Invalid eh?….Hmphhh.

It’s great to see the debate on the diary is going from strength to strength. I’m just amazed at how so many people who discounted it as an irrelevance years ago are still here, and still trying to convince some of us simpler souls how we’re wasting our precious spare time in even bothering with it. Just look at how many postings there are compared to most of the others!
Could it be that you’re still as fascinated as I am?

Chris.

Thanks for your reply to my posting, but please don’t mis-quote me in order to make a point. I’m not suggesting the Ripper forgot anything. I was very careful not to. I am suggesting that after his frenzied mornings work in Millers Court he would have had little or no recollection of the finer details of what he had done with the various bits of Kelly. I’m not putting it forward as some vague possibility either. I am suggesting that this is far more plausible than to assume, as you do, that he would recall any details at all a day or so later.

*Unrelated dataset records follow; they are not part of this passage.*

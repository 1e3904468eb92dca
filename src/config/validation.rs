use crate::error::AppError;
use std::path::Path;

/// Checks that an endpoint setting is a usable absolute http(s) URL.
///
/// # Arguments
/// * `field` - Name of the setting, used in the error message
/// * `url` - The configured value
pub fn validate_url(field: &str, url: &str) -> Result<(), AppError> {
    if url.trim().is_empty() {
        return Err(AppError::config_error(format!("{field} cannot be empty")));
    }

    if !url.starts_with("http://") && !url.starts_with("https://") {
        return Err(AppError::config_error(format!(
            "{field} must start with http:// or https:// (got '{url}')"
        )));
    }

    Ok(())
}

/// Validates the configuration settings
///
/// # Validation Rules
/// - Every endpoint must be an absolute http(s) URL
/// - HTTP timeout must be greater than zero
/// - If log file path is provided, it cannot be empty
/// - Log file path parent directory must exist or be creatable
pub fn validate_config(
    urls: &[(&str, &str)],
    http_timeout_seconds: u64,
    log_file_path: &Option<String>,
) -> Result<(), AppError> {
    for (field, url) in urls {
        validate_url(field, url)?;
    }

    if http_timeout_seconds == 0 {
        return Err(AppError::config_error(
            "http_timeout_seconds must be greater than zero",
        ));
    }

    if let Some(log_path) = log_file_path {
        if log_path.is_empty() {
            return Err(AppError::config_error("Log file path cannot be empty"));
        }

        if let Some(parent) = Path::new(log_path).parent()
            && !parent.as_os_str().is_empty()
            && !parent.exists()
        {
            std::fs::create_dir_all(parent).map_err(|e| {
                AppError::config_error(format!(
                    "Cannot create log directory '{}': {}",
                    parent.display(),
                    e
                ))
            })?;
        }
    }

    Ok(())
}
use thiserror::Error;

#[derive(Debug, Error)]
pub enum AppError {
    // Transport failures and non-2xx responses share one kind so callers can
    // tell "the request failed" apart from "the payload was bad".
    #[error("Error fetching {url}: {message}")]
    Client {
        url: String,
        status: Option<u16>,
        message: String,
    },

    #[error("Failed to parse API response: {message} (URL: {url})")]
    ApiParse { url: String, message: String },

    #[error("HTML parse error: {0}")]
    HtmlParse(String),

    #[error("I/O error: {0}")]
    Io(#[from] std::io::Error),

    #[error("TOML serialization error: {0}")]
    TomlSerialize(#[from] toml::ser::Error),

    #[error("TOML deserialization error: {0}")]
    TomlDeserialize(#[from] toml::de::Error),

    #[error("Configuration error: {0}")]
    Config(String),

    #[error("Log setup error: {0}")]
    LogSetup(String),
}

impl AppError {
    /// Create a transport error for a request that never produced a response
    pub fn client_error(url: impl Into<String>, message: impl Into<String>) -> Self {
        Self::Client {
            url: url.into(),
            status: None,
            message: message.into(),
        }
    }

    /// Create a transport error from a non-success HTTP status
    pub fn http_status(status: u16, url: impl Into<String>) -> Self {
        let reason = reqwest::StatusCode::from_u16(status)
            .ok()
            .and_then(|s| s.canonical_reason())
            .unwrap_or("Unknown error");
        Self::Client {
            url: url.into(),
            status: Some(status),
            message: format!("HTTP {status} {reason}"),
        }
    }

    /// Create a response parsing error
    pub fn api_parse(url: impl Into<String>, message: impl Into<String>) -> Self {
        Self::ApiParse {
            url: url.into(),
            message: message.into(),
        }
    }

    /// Create an HTML structure error
    pub fn html_parse(msg: impl Into<String>) -> Self {
        Self::HtmlParse(msg.into())
    }

    /// Create a configuration error with context
    pub fn config_error(msg: impl Into<String>) -> Self {
        Self::Config(msg.into())
    }

    /// Create a log setup error with context
    pub fn log_setup_error(msg: impl Into<String>) -> Self {
        Self::LogSetup(msg.into())
    }

    /// Maps a reqwest failure onto the transport error kind.
    pub fn from_reqwest(url: &str, err: &reqwest::Error) -> Self {
        match err.status() {
            Some(status) => Self::http_status(status.as_u16(), url),
            None if err.is_timeout() => Self::client_error(url, format!("request timed out: {err}")),
            None if err.is_connect() => Self::client_error(url, format!("connection failed: {err}")),
            None => Self::client_error(url, err.to_string()),
        }
    }

    /// True for transport and HTTP status failures.
    pub fn is_client_error(&self) -> bool {
        matches!(self, AppError::Client { .. })
    }

    /// True for malformed JSON or HTML payloads.
    pub fn is_parse_error(&self) -> bool {
        matches!(self, AppError::ApiParse { .. } | AppError::HtmlParse(_))
    }

    /// True when the upstream answered 404
    pub fn is_not_found(&self) -> bool {
        matches!(
            self,
            AppError::Client {
                status: Some(404),
                ..
            }
        )
    }

    /// The URL the failure relates to, when there is one.
    pub fn url(&self) -> Option<&str> {
        match self {
            AppError::Client { url, .. } | AppError::ApiParse { url, .. } => Some(url),
            _ => None,
        }
    }
}

#[cfg(test)]
mod tests {
    use super::*;

    #[test]
    fn test_client_error_helper() {
        let error = AppError::client_error("https://data.ncaa.com/x", "connection refused");
        assert!(error.is_client_error());
        assert!(!error.is_parse_error());
        assert_eq!(
            error.to_string(),
            "Error fetching https://data.ncaa.com/x: connection refused"
        );
        assert_eq!(error.url(), Some("https://data.ncaa.com/x"));
    }

    #[test]
    fn test_http_status_helper() {
        let error = AppError::http_status(500, "https://data.ncaa.com/x");
        assert!(error.is_client_error());
        assert!(!error.is_not_found());
        assert_eq!(
            error.to_string(),
            "Error fetching https://data.ncaa.com/x: HTTP 500 Internal Server Error"
        );
    }

    #[test]
    fn test_not_found_classification() {
        let error = AppError::http_status(404, "https://data.ncaa.com/x");
        assert!(error.is_not_found());
        assert!(error.is_client_error());
    }

    #[test]
    fn test_api_parse_helper() {
        let error = AppError::api_parse("https://data.ncaa.com/x", "missing field `games`");
        assert!(error.is_parse_error());
        assert!(!error.is_client_error());
        assert_eq!(
            error.to_string(),
            "Failed to parse API response: missing field `games` (URL: https://data.ncaa.com/x)"
        );
    }

    #[test]
    fn test_html_parse_helper() {
        let error = AppError::html_parse("Could not find '.sports-nav' in the provided HTML");
        assert!(error.is_parse_error());
        assert_eq!(error.url(), None);
        assert_eq!(
            error.to_string(),
            "HTML parse error: Could not find '.sports-nav' in the provided HTML"
        );
    }

    #[test]
    fn test_config_error_helper() {
        let error = AppError::config_error("Sport is required. Use for_sport() to set it.");
        assert!(matches!(error, AppError::Config(_)));
        assert_eq!(
            error.to_string(),
            "Configuration error: Sport is required. Use for_sport() to set it."
        );
    }

    #[test]
    fn test_log_setup_error_helper() {
        let error = AppError::log_setup_error("Failed to initialize logger");
        assert!(matches!(error, AppError::LogSetup(_)));
        assert_eq!(
            error.to_string(),
            "Log setup error: Failed to initialize logger"
        );
    }

    #[test]
    fn test_io_error_conversion() {
        let io = std::io::Error::new(std::io::ErrorKind::NotFound, "missing");
        let error: AppError = io.into();
        assert!(matches!(error, AppError::Io(_)));
        assert!(!error.is_client_error());
    }
}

As for my argument being circular, I take your point, but I’m afraid your suggestion also requires us to make a big assumption. That the Ripper did in fact recall where everything went. I only asked that you assumed the diary genuine for a moment so as to show how it all fitted together. I realise that may be a painful position for some to endure for even a short while, so I promise not to ask again….
Anyhow, I can see from reading between the lines that you do understand my argument here no matter how round it is so I expect that’s where we will agree to differ.

John.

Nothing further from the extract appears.